Lost in the Jungle

Che cos'è un giornale?

Periodicità, gerarchia della prima pagina, separazione tra fatti e opinioni: ciò che definisce un giornale sta nella sua organizzazione, non nella carta. Spiegazione.

Un giornale è una pubblicazione periodica che rende conto dell'attualità per un pubblico determinato, sotto la responsabilità di una redazione identificata. Tre elementi contano in questa frase: la periodicità, che impone un ritmo e quindi delle scelte; il pubblico di riferimento, che determina ciò che è giudicato pertinente; e la responsabilità, che distingue un giornale da un flusso di contenuti. La carta, invece, non compare nella definizione — è un accidente storico, non una condizione.

La periodicità fa il giornale

Un quotidiano, un settimanale e un mensile non fanno lo stesso mestiere, anche se coprono gli stessi eventi. Il quotidiano deve chiudere ogni giorno: racconta ciò che è successo e dispone di poco distacco. Il settimanale arriva dopo tutti gli altri e ha dunque interesse solo se porta altro — un'inchiesta, una spiegazione, una messa in prospettiva. Il mensile abbandona del tutto la corsa e ripiega sul merito. Questo vincolo di calendario spiega gran parte delle differenze di tono tra pubblicazioni, molto più del loro presunto orientamento politico.

L'anatomia di un giornale

  • La prima pagina, o la homepage: non contiene le notizie più recenti, ma quelle che la redazione giudica più importanti. È la dichiarazione di gerarchia del giorno.
  • Le rubriche: esteri, interni, economia, cultura, sport. Ognuna è tenuta da un desk che ha le proprie fonti e il proprio giudizio su ciò che fa notizia.
  • Le pagine d'opinione: editoriale, interventi, lettere dei lettori. Sono separate dal resto proprio perché non obbediscono alle stesse regole.
  • La gerenza: il riquadro legale che nomina l'editore, il caporedattore e il responsabile della pubblicazione. È lì che si legge la struttura di responsabilità della testata.
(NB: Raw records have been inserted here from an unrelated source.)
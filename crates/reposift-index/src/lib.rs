//! Chunking, embedding, and retrieval over repository snapshots.
//!
//! Every file of a [`reposift_repo::Snapshot`] is routed by extension to one
//! of three chunkers: a tree-sitter function-pair chunker, a separator-driven
//! recursive splitter, or a model-token windower. The resulting chunks are
//! embedded by an [`reposift_llm::EmbeddingProvider`] into a flat on-disk
//! index that the [`retriever::Retriever`] searches by cosine similarity.

pub mod chunk;
pub mod chunker;
pub mod error;
pub mod functions;
pub mod indexer;
pub mod languages;
pub mod preprocess;
pub mod retriever;
pub mod splitter;
pub mod store;
pub mod windower;

pub use chunk::{Chunk, ChunkMetadata};
pub use error::{IndexError, Result};
pub use preprocess::{ChunkingOptions, preprocess, preprocess_file};
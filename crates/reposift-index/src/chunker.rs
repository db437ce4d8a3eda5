//! Sliding groups of consecutive functions.

use crate::chunk::Chunk;
use crate::error::{IndexError, Result};

const FUNCTION_SEPARATOR: &str = "\n\n";

/// Join every run of `group_size` consecutive functions into one chunk.
///
/// Yields `functions.len() - group_size + 1` chunks, chunk `i` covering
/// functions `[i, i + group_size)` and tagged with `chunk_number = i`. Fewer
/// functions than `group_size` yields nothing; see [`fallback_chunk`].
///
/// # Errors
///
/// Returns `IndexError::Config` when `group_size` is zero.
pub fn function_chunks(functions: &[String], group_size: usize, source: &str) -> Result<Vec<Chunk>> {
    if group_size == 0 {
        return Err(IndexError::Config("functions_per_chunk must be at least 1".into()));
    }

    Ok(functions
        .windows(group_size)
        .enumerate()
        .map(|(i, group)| Chunk::new(group.join(FUNCTION_SEPARATOR), source).with_chunk_number(i))
        .collect())
}

/// Whole-file chunk for files with fewer than `group_size` functions.
#[must_use]
pub fn fallback_chunk(content: &str, group_size: usize, source: &str) -> Chunk {
    Chunk::new(content, source).with_note(format!("less than {group_size} functions"))
}
use super::Config;

impl Config {
    pub(crate) fn apply_env_overrides(&mut self) {
        self.apply_env_overrides_github();
        self.apply_env_overrides_chunking();
        self.apply_env_overrides_embedding();

        if let Ok(v) = std::env::var("REPOSIFT_INDEX_PATH") {
            self.index.path = v;
        }
        if let Ok(v) = std::env::var("REPOSIFT_INDEX_TOP_K")
            && let Ok(k) = v.parse::<usize>()
        {
            self.index.top_k = k;
        }
    }

    fn apply_env_overrides_github(&mut self) {
        if let Ok(v) = std::env::var("REPOSIFT_GITHUB_API_URL") {
            self.github.api_url = v;
        }
        if let Ok(v) = std::env::var("REPOSIFT_GITHUB_DEFAULT_BRANCH") {
            self.github.default_branch = v;
        }
        if let Ok(v) = std::env::var("REPOSIFT_GITHUB_EXCLUDE") {
            self.github.exclude = v
                .split(',')
                .map(str::trim)
                .filter(|s| !s.is_empty())
                .map(String::from)
                .collect();
        }
        if let Ok(v) = std::env::var("REPOSIFT_GITHUB_MAX_RETRIES")
            && let Ok(n) = v.parse::<u32>()
        {
            self.github.max_retries = n;
        }
    }

    fn apply_env_overrides_chunking(&mut self) {
        if let Ok(v) = std::env::var("REPOSIFT_CHUNK_SIZE")
            && let Ok(n) = v.parse::<usize>()
        {
            self.chunking.chunk_size = n;
        }
        if let Ok(v) = std::env::var("REPOSIFT_OVERLAP_SIZE")
            && let Ok(n) = v.parse::<usize>()
        {
            self.chunking.overlap_size = n;
        }
        if let Ok(v) = std::env::var("REPOSIFT_FUNCTIONS_PER_CHUNK")
            && let Ok(n) = v.parse::<usize>()
        {
            self.chunking.functions_per_chunk = n;
        }
        if let Ok(v) = std::env::var("REPOSIFT_FUNCTION_CHUNKING")
            && let Ok(enabled) = v.parse::<bool>()
        {
            self.chunking.function_chunking = enabled;
        }
        if let Ok(v) = std::env::var("REPOSIFT_INCLUDE_SUBMODULES")
            && let Ok(enabled) = v.parse::<bool>()
        {
            self.chunking.include_submodules = enabled;
        }
        if let Ok(v) = std::env::var("REPOSIFT_TOKENIZER_MODEL") {
            self.chunking.tokenizer_model = v;
        }
    }

    fn apply_env_overrides_embedding(&mut self) {
        if let Ok(v) = std::env::var("REPOSIFT_EMBEDDING_PROVIDER") {
            if let Ok(kind) = serde_json::from_value(serde_json::Value::String(v.clone())) {
                self.embedding.provider = kind;
            } else {
                tracing::warn!("ignoring invalid REPOSIFT_EMBEDDING_PROVIDER value: {v}");
            }
        }
        if let Ok(v) = std::env::var("REPOSIFT_EMBEDDING_BASE_URL") {
            self.embedding.base_url = Some(v);
        }
        if let Ok(v) = std::env::var("REPOSIFT_EMBEDDING_MODEL") {
            self.embedding.model = v;
        }
        if let Ok(v) = std::env::var("REPOSIFT_EMBEDDING_MAX_RETRIES")
            && let Ok(n) = v.parse::<u32>()
        {
            self.embedding.max_retries = n;
        }
    }
}
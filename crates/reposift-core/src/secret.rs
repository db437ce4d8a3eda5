use std::fmt;

use serde::Deserialize;

/// Wrapper for sensitive strings with redacted Debug/Display.
#[derive(Clone, Deserialize)]
#[serde(transparent)]
pub struct Secret(String);

impl Secret {
    pub fn new(s: impl Into<String>) -> Self {
        Self(s.into())
    }

    #[must_use]
    pub fn expose(&self) -> &str {
        &self.0
    }

    /// `None` for empty or whitespace-only values.
    #[must_use]
    pub fn non_empty(s: impl Into<String>) -> Option<Self> {
        let s = s.into();
        (!s.trim().is_empty()).then_some(Self(s))
    }
}

impl fmt::Debug for Secret {
    fn fmt(&self, f: &mut fmt::Formatter<'_>) -> fmt::Result {
        f.write_str("[REDACTED]")
    }
}

impl fmt::Display for Secret {
    fn fmt(&self, f: &mut fmt::Formatter<'_>) -> fmt::Result {
        f.write_str("[REDACTED]")
    }
}
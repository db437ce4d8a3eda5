//! Test-only deterministic embedder.

use std::sync::Arc;
use std::sync::atomic::{AtomicUsize, Ordering};

use crate::error::LlmError;
use crate::provider::EmbeddingProvider;

/// Hashed bag-of-words embedder.
///
/// Each lowercase alphanumeric word is hashed into one of `dimension`
/// buckets with a sign bit, and the result is L2-normalized. Identical text
/// always yields identical vectors, and texts sharing vocabulary score
/// higher than unrelated ones.
#[derive(Debug, Clone)]
pub struct MockEmbedder {
    pub dimension: usize,
    pub model: String,
    /// Fail every call whose input contains this substring.
    pub fail_on: Option<String>,
    calls: Arc<AtomicUsize>,
}

impl Default for MockEmbedder {
    fn default() -> Self {
        Self {
            dimension: 64,
            model: "mock-embed".into(),
            fail_on: None,
            calls: Arc::new(AtomicUsize::new(0)),
        }
    }
}

impl MockEmbedder {
    #[must_use]
    pub fn new(dimension: usize) -> Self {
        Self {
            dimension: dimension.max(1),
            ..Self::default()
        }
    }

    /// An embedder that rejects every request.
    #[must_use]
    pub fn failing() -> Self {
        Self::default().fail_on("")
    }

    #[must_use]
    pub fn fail_on(mut self, needle: impl Into<String>) -> Self {
        self.fail_on = Some(needle.into());
        self
    }

    #[must_use]
    pub fn with_model(mut self, model: impl Into<String>) -> Self {
        self.model = model.into();
        self
    }

    /// Number of `embed` calls made so far, failed ones included.
    #[must_use]
    pub fn calls(&self) -> usize {
        self.calls.load(Ordering::SeqCst)
    }

    #[must_use]
    pub fn vector_for(&self, text: &str) -> Vec<f32> {
        let mut vector = vec![0.0f32; self.dimension];
        for word in text
            .split(|c: char| !c.is_alphanumeric())
            .filter(|w| !w.is_empty())
        {
            let hash = blake3::hash(word.to_lowercase().as_bytes());
            let bytes = hash.as_bytes();
            let bucket = u64::from_le_bytes([
                bytes[0], bytes[1], bytes[2], bytes[3], bytes[4], bytes[5], bytes[6], bytes[7],
            ]);
            #[allow(clippy::cast_possible_truncation)]
            let idx = (bucket % self.dimension as u64) as usize;
            let sign = if bytes[8] & 1 == 0 { 1.0 } else { -1.0 };
            vector[idx] += sign;
        }

        let norm = vector.iter().map(|x| x * x).sum::<f32>().sqrt();
        if norm > 0.0 {
            for x in &mut vector {
                *x /= norm;
            }
        }
        vector
    }
}

impl EmbeddingProvider for MockEmbedder {
    async fn embed(&self, text: &str) -> Result<Vec<f32>, LlmError> {
        self.calls.fetch_add(1, Ordering::SeqCst);
        if let Some(needle) = &self.fail_on
            && text.contains(needle.as_str())
        {
            return Err(LlmError::Other("mock embed error".into()));
        }
        Ok(self.vector_for(text))
    }

    #[allow(clippy::unnecessary_literal_bound)]
    fn name(&self) -> &str {
        "mock"
    }

    fn model(&self) -> &str {
        &self.model
    }
}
La collocazione, in un giornale, è un linguaggio. Un argomento messo in alto in prima pagina, su cinque colonne, non dice la stessa cosa dello stesso argomento in fondo a pagina undici, in tre paragrafi. Questa grammatica del posto si legge senza averla imparata, e sopravvive integralmente online: la posizione sulla homepage, la dimensione del titolo, la presenza di una foto sono esattamente lo stesso segnale, in un'altra scenografia. Per questo un lettore attento guarda prima dove un articolo è collocato, ancor prima di leggerlo.

Come un giornale si guadagna da vivere

Storicamente un giornale viveva di due entrate: la vendita in edicola o per abbonamento, e la pubblicità. Il passaggio al digitale ha indebolito la seconda molto più in fretta della prima, spingendo molte testate verso l'abbonamento online e il paywall. Esiste un terzo modello: il finanziamento pubblico o tramite fondazione, diffuso in Europa e in particolare per l'audiovisivo. Questi modelli non sono neutrali — determinano chi il giornale deve convincere e dunque, in parte, ciò che pubblica.

Il giornale ha ancora senso nel 2026?

Ciò che è scomparso è il monopolio del giornale sulla distribuzione dell'informazione. Ciò che non è scomparso è la sua funzione: qualcuno deve decidere che, sulle mille cose accadute oggi, queste dieci contano. Un flusso cronologico non fa questo lavoro; un algoritmo lo fa secondo le tue preferenze, il che è un'altra cosa. Il giornale — su carta o no — resta l'unica istituzione che pubblica esplicitamente la propria gerarchia e accetta di esserne ritenuta responsabile.

Domande frequenti

Un sito d'informazione è un giornale?

Funzionalmente sì, se ha una redazione, una periodicità anche continua, una gerarchia editoriale e un responsabile della pubblicazione. La parola «giornale» conserva nell'uso una connotazione cartacea, ma nulla nella definizione esige la stampa. Molte testate storiche del resto stampano ormai solo una frazione di ciò che pubblicano.

Perché tutti i giornali pubblicano spesso la stessa cosa?

Perché si alimentano in gran parte alle stesse agenzie di stampa, e perché si osservano a vicenda. Un dispaccio d'agenzia arriva simultaneamente in tutte le redazioni abbonate; se è giudicato importante, verrà ripreso ovunque, spesso entro l'ora. La differenza tra le testate si gioca allora su ciò che aggiungono a questa base comune.